--- Stored data entries ---

= = =

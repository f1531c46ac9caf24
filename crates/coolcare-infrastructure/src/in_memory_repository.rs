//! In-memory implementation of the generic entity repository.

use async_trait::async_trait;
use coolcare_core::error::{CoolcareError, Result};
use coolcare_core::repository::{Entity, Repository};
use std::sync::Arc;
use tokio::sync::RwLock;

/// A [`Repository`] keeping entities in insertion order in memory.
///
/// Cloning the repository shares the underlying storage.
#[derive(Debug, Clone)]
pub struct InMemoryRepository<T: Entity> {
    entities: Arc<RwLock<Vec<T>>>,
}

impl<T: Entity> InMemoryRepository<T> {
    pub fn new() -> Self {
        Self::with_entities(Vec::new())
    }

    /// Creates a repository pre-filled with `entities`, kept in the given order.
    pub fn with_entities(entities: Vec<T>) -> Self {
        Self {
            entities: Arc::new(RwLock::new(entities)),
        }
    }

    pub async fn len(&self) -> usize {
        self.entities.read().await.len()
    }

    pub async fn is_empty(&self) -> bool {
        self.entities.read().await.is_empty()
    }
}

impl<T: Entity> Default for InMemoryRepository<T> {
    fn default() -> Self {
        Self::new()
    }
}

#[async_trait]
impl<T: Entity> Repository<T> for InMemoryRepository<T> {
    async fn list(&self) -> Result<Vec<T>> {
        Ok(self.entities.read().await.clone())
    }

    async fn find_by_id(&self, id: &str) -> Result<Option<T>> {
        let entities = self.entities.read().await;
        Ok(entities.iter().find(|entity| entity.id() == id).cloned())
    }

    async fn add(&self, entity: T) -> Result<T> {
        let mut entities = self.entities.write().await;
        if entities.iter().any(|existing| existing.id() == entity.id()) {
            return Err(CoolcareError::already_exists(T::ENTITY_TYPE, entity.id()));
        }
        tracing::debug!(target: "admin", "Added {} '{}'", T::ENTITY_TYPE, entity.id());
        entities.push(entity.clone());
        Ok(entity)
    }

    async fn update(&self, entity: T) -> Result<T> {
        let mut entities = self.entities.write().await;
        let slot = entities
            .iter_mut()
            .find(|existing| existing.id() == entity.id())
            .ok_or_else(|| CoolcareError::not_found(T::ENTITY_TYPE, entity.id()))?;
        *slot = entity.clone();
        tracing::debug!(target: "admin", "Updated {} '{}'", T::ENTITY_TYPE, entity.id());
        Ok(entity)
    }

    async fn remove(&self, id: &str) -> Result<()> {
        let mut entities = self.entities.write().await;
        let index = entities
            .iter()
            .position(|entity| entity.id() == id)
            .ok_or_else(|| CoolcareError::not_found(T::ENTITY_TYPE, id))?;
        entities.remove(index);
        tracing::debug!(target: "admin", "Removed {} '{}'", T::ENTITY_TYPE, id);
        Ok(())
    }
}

= = =

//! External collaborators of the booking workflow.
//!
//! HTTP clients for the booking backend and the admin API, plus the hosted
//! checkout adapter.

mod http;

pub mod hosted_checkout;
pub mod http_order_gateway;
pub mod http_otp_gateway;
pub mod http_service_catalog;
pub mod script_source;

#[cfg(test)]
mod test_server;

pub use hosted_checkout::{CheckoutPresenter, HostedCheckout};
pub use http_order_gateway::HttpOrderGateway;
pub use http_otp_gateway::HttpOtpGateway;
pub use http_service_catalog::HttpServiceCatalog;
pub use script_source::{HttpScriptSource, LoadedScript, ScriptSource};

= = =

--- Work request ---
Write down again, exactly as given, only the lines above that fall from the line with "fn default() ->" to the line with "let entities = self.entities.read().await;", inclusive.

--- Task answer ---
    fn default() -> Self {
        Self::new()
    }
}

#[async_trait]
impl<T: Entity> Repository<T> for InMemoryRepository<T> {
    async fn list(&self) -> Result<Vec<T>> {
        Ok(self.entities.read().await.clone())
    }

    async fn find_by_id(&self, id: &str) -> Result<Option<T>> {
        let entities = self.entities.read().await;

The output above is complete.